Although unacknowledged, Israel has always been willing to keep its essential counterterrorism operations in Gaza consistent with the established rules of humanitarian international law. Palestinian violence, however, has remained in persistent violation of all accepted rules of engagement -- even after Israel painfully "disengaged" from Gaza in 2005.

Both Hamas and the Palestinian Authority still speak indignantly of "the Occupation?" But where, precisely, is this "occupation?" After all their agitated umbrage about Israeli "disproportionality," shouldn't the Palestinians and their allies finally be able to answer that core question? There are no Israelis in Gaza.

International law is not a suicide pact. Instead, it offers a universally binding body of rules and procedures that allows all states to act on behalf of their "inherent right of self-defense."[3] When terrorists groups such as Hamas openly celebrate the "martyrdom" of Palestinian children, and when Hamas leaders unhesitatingly seek their own religious redemption through the mass-murder of Jewish children, unfortunately these terrorists retain no legal right to demand sanctuary.

In response to endless terror attacks from Gaza, Israel, with countless leaflets, phone calls, "knocks on the roof," and other warnings to its attackers, has been acting with an operational restraint unequaled by any other nation and according to binding rules of war. In these obligatory acts of self-defense there has not yet been the slightest evidence of disproportionality.
Louis René Beres is Emeritus Professor of International Law at Purdue University. His just-published new book is titled Surviving Amid Chaos: Israel's Nuclear Strategy.

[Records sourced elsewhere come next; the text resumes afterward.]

//! # Historical Backfill Flows
//!
//! Full sync of a pre-existing command history: ordering across decode
//! batches, the confirmation horizon, rejection of calls to non-contract
//! targets, and contract creation inside the sandbox.

#[cfg(test)]
mod tests {
    use relay_engine::{
        Address, ConfirmationOutcome, ConfirmationRegistry, InMemoryRegistry, LocalSandbox,
        RelayApi, RelayConfig, RelayService, SimulatedLedger,
    };

    const GENESIS_TS: u64 = 1_700_000_000;

    fn log_address() -> Address {
        Address::repeat_byte(0x10)
    }

    fn origin() -> Address {
        Address::repeat_byte(0xEE)
    }

    fn target() -> Address {
        Address::repeat_byte(0xAA)
    }

    /// Fresh shared adapters plus a service owning clones of them.
    fn harness() -> (
        RelayService<SimulatedLedger, LocalSandbox, InMemoryRegistry>,
        SimulatedLedger,
        LocalSandbox,
        InMemoryRegistry,
    ) {
        let ledger = SimulatedLedger::new(log_address(), GENESIS_TS);
        let sandbox = LocalSandbox::new(Address::repeat_byte(0xC0));
        let registry = InMemoryRegistry::new();
        let service = RelayService::new(
            ledger.clone(),
            sandbox.clone(),
            registry.clone(),
            RelayConfig::for_testing(),
        );
        (service, ledger, sandbox, registry)
    }

    /// Push empty blocks past the test config's confirmation depth (2).
    fn confirm(ledger: &SimulatedLedger) {
        ledger.push_block();
        ledger.push_block();
    }

    #[tokio::test]
    async fn test_backfill_mixed_command_history() {
        let (mut service, ledger, sandbox, registry) = harness();
        sandbox.set_code(target(), vec![0x60, 0x00]);

        let call = ledger.push_command(origin(), Some(target()), &[0x11, 0x22]);
        let create = ledger.push_command(origin(), None, &[0x60, 0x60, 0x52]);
        let bad_call = ledger.push_command(origin(), Some(Address::repeat_byte(0xBB)), &[0x33]);
        confirm(&ledger);

        service.bootstrap().await.unwrap();
        let report = service.backfill().await.unwrap();

        assert_eq!(report.entries, 3);
        assert_eq!(report.executed, 2);
        assert_eq!(report.rejected, 1);
        assert_eq!(report.skipped, 0);
        assert_eq!(report.abandoned, 0);

        // Only the two valid commands reached the journal, in source order.
        let journal = sandbox.journal();
        assert_eq!(journal.len(), 2);
        assert_eq!(journal[0].to, Some(target()));
        assert_eq!(journal[0].data, vec![0x11, 0x22]);
        assert_eq!(journal[1].to, None);

        // Every command got a registry verdict, good or bad.
        assert!(matches!(
            registry.outcome(call).await.unwrap(),
            ConfirmationOutcome::Confirmed(_)
        ));
        assert!(matches!(
            registry.outcome(create).await.unwrap(),
            ConfirmationOutcome::Confirmed(_)
        ));
        assert_eq!(
            registry.outcome(bad_call).await.unwrap(),
            ConfirmationOutcome::Rejected
        );

        // Sandbox time advanced once per command (plus the bootstrap anchor),
        // rejection included.
        assert_eq!(sandbox.mined_blocks().len(), 4);
    }

    #[tokio::test]
    async fn test_backfill_batching_preserves_source_order() {
        let (mut service, ledger, sandbox, _registry) = harness();
        sandbox.set_code(target(), vec![0x60]);

        // Seven commands across three decode batches (test batch size 3).
        for i in 0u8..7 {
            ledger.push_command(origin(), Some(target()), &[i]);
        }
        confirm(&ledger);

        service.bootstrap().await.unwrap();
        let report = service.backfill().await.unwrap();
        assert_eq!(report.executed, 7);

        let payloads: Vec<u8> = sandbox.journal().iter().map(|tx| tx.data[0]).collect();
        assert_eq!(payloads, vec![0, 1, 2, 3, 4, 5, 6]);
    }

    #[tokio::test]
    async fn test_commands_above_horizon_wait_for_confirmation() {
        let (mut service, ledger, sandbox, _registry) = harness();
        sandbox.set_code(target(), vec![0x60]);

        ledger.push_command(origin(), Some(target()), &[0x01]);
        confirm(&ledger);
        // This one sits inside the confirmation depth.
        ledger.push_command(origin(), Some(target()), &[0x02]);

        service.bootstrap().await.unwrap();
        let report = service.backfill().await.unwrap();
        assert_eq!(report.executed, 1);
        assert_eq!(sandbox.journal().len(), 1);

        // Once buried deep enough, a second pass picks it up and skips
        // what was already confirmed.
        confirm(&ledger);
        let second = service.backfill().await.unwrap();
        assert_eq!(second.executed, 1);
        assert_eq!(second.skipped, 1);

        let payloads: Vec<u8> = sandbox.journal().iter().map(|tx| tx.data[0]).collect();
        assert_eq!(payloads, vec![0x01, 0x02]);
    }

    #[tokio::test]
    async fn test_creation_deploys_callable_code() {
        let (mut service, ledger, sandbox, _registry) = harness();

        let payload = vec![0xFE, 0xED, 0xC0, 0xDE];
        ledger.push_command(origin(), None, &payload);
        confirm(&ledger);

        service.bootstrap().await.unwrap();
        service.backfill().await.unwrap();

        // The creation landed as code at a fresh sandbox address.
        let deployed: Vec<Address> = sandbox
            .state()
            .code
            .into_iter()
            .filter(|(_, code)| *code == payload)
            .map(|(address, _)| address)
            .collect();
        assert_eq!(deployed.len(), 1);

        // A later call against that address is accepted, not rejected.
        ledger.push_command(origin(), Some(deployed[0]), &[0x99]);
        confirm(&ledger);
        let report = service.backfill().await.unwrap();
        assert_eq!(report.executed, 1);
        assert_eq!(report.rejected, 0);
    }

    #[tokio::test]
    async fn test_origin_is_whitelisted_before_apply() {
        let (mut service, ledger, sandbox, _registry) = harness();
        let other = Address::repeat_byte(0xDD);

        ledger.push_command(origin(), None, &[0x01]);
        ledger.push_command(other, None, &[0x02]);
        confirm(&ledger);

        service.bootstrap().await.unwrap();
        service.backfill().await.unwrap();

        let state = sandbox.state();
        assert!(state.whitelist.contains(&origin()));
        assert!(state.whitelist.contains(&other));
        assert_eq!(sandbox.journal()[0].from, origin());
        assert_eq!(sandbox.journal()[1].from, other);
    }
}
//! # Domain Value Objects
//!
//! Immutable values exchanged between the relay and its ports.

use primitive_types::{H160, H256};
use serde::{Deserialize, Serialize};

/// Account address on either chain (20 bytes).
pub type Address = H160;

/// Transaction identifier (32-byte hash).
pub type TxId = H256;

/// Block hash (32 bytes).
pub type BlockHash = H256;

/// Block height on the source ledger.
pub type BlockNumber = u64;

/// Sandbox-issued snapshot identifier.
pub type SnapshotId = u64;

/// Unix timestamp in seconds.
pub type Timestamp = u64;

/// Header of a source-ledger block, as retained by the reconciliation window.
#[derive(Clone, Debug, PartialEq, Eq, Serialize, Deserialize)]
pub struct BlockRef {
    /// Block height.
    pub number: BlockNumber,
    /// Block hash.
    pub hash: BlockHash,
    /// Parent block hash.
    pub parent_hash: BlockHash,
    /// Block timestamp.
    pub timestamp: Timestamp,
}

/// One Command Log event occurrence.
///
/// The event carries no payload; the payload is recovered from the
/// originating transaction's call data.
#[derive(Clone, Debug, PartialEq, Eq, Serialize, Deserialize)]
pub struct LogEntry {
    /// Transaction that emitted the event.
    pub source_tx: TxId,
    /// Block the transaction was mined in.
    pub block_number: BlockNumber,
    /// Hash of that block (disambiguates reorged duplicates).
    pub block_hash: BlockHash,
}

/// A source-ledger transaction, as read back from the ledger client.
#[derive(Clone, Debug, PartialEq, Eq, Serialize, Deserialize)]
pub struct LedgerTransaction {
    /// Transaction hash.
    pub id: TxId,
    /// Sender account.
    pub from: Address,
    /// Raw call data.
    pub input: Vec<u8>,
    /// Block the transaction was mined in.
    pub block_number: BlockNumber,
}

/// ABI-decoded relay call extracted from a transaction's call data.
///
/// `to == None` is the contract-creation sentinel (the ABI zero address).
#[derive(Clone, Debug, PartialEq, Eq)]
pub struct CallData {
    /// Destination address on the target environment.
    pub to: Option<Address>,
    /// Opaque byte string to execute.
    pub data: Vec<u8>,
}

/// Transaction submitted to the execution sandbox.
#[derive(Clone, Debug, PartialEq, Eq, Serialize, Deserialize)]
pub struct TxRequest {
    /// Impersonated sender (must be whitelisted first).
    pub from: Address,
    /// Destination, or `None` to deploy a new contract.
    pub to: Option<Address>,
    /// Call data.
    pub data: Vec<u8>,
    /// Gas limit.
    pub gas: u64,
}
//! Application layer: the four-phase command executor and the relay
//! coordinator that drives it.

pub mod executor;
pub mod service;

pub use executor::CommandExecutor;
pub use service::RelayService;
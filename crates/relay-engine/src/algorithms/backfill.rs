//! # Backfill Planning
//!
//! Pure helpers for the historical replay pass: range capping below the
//! confirmation horizon and order-preserving batch planning.

use crate::domain::{BlockNumber, ExecutionOutcome, LogEntry};
use serde::{Deserialize, Serialize};

/// Cap the backfill upper bound at `head - depth`; blocks younger than the
/// confirmation horizon are left to the live reconciliation stream.
pub fn capped_to_block(head: BlockNumber, depth: u64) -> BlockNumber {
    head.saturating_sub(depth)
}

/// Split entries into fixed-size batches, preserving log order.
pub fn batch_entries(entries: Vec<LogEntry>, size: usize) -> Vec<Vec<LogEntry>> {
    assert!(size > 0, "batch size must be positive");
    entries
        .chunks(size)
        .map(|chunk| chunk.to_vec())
        .collect()
}

/// Summary of one backfill pass.
#[derive(Clone, Debug, Default, PartialEq, Eq, Serialize, Deserialize)]
pub struct BackfillReport {
    /// First block of the replayed range.
    pub from_block: BlockNumber,
    /// Last block of the replayed range.
    pub to_block: BlockNumber,
    /// Total log entries seen.
    pub entries: u64,
    /// Commands applied and confirmed.
    pub executed: u64,
    /// Commands rejected.
    pub rejected: u64,
    /// Commands skipped by the idempotence check.
    pub skipped: u64,
    /// Commands abandoned after a phase failure.
    pub abandoned: u64,
}

impl BackfillReport {
    /// Start a report for a block range.
    pub fn new(from_block: BlockNumber, to_block: BlockNumber) -> Self {
        Self {
            from_block,
            to_block,
            ..Default::default()
        }
    }

    /// Account one executed command.
    pub fn tally(&mut self, outcome: &ExecutionOutcome) {
        self.entries += 1;
        match outcome {
            ExecutionOutcome::Confirmed(_) => self.executed += 1,
            ExecutionOutcome::Rejected => self.rejected += 1,
            ExecutionOutcome::Skipped => self.skipped += 1,
            ExecutionOutcome::Abandoned => self.abandoned += 1,
        }
    }
}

[1] Speaking in Beirut on Channel 10 News, on May 7, 2016, Hezbollah leader Hassan Nasrallah accused Israel of "attacking Gaza," continuing: "Unfortunately, the Arab world is silent about the situation in Gaza. ... these actions must be condemned." Cited in Israel National News, "Nasrallah calls for condemnation of Israeli 'Attacks' on Gaza," May 7, 2016. Interesting, too, is that Nasrallah, a Shiite leader, is speaking here in strong support of Sunni Hamas.
[2] See Alissa J. Rubin, "Airstrike Hits Doctors Without Borders Hospital in Afghanistan," The New York Times, October 3, 2015. This is an account of the October 2015, U.S. destruction of a crowded hospital in the embattled city of Kunduz. The Pentagon confirmed the strike, which it called "collateral damage," and President Obama offered condolences to the victims in what he termed a "tragic incident." Doctors Without Borders was awarded the Nobel Peace Prize in 1999.
[3] See, especially, Article 51 of the United Nations Charter.


Louis René Beres is Emeritus Professor of International Law at Purdue University. His just-published new book is titled Surviving Amid Chaos: Israel's Nuclear Strategy.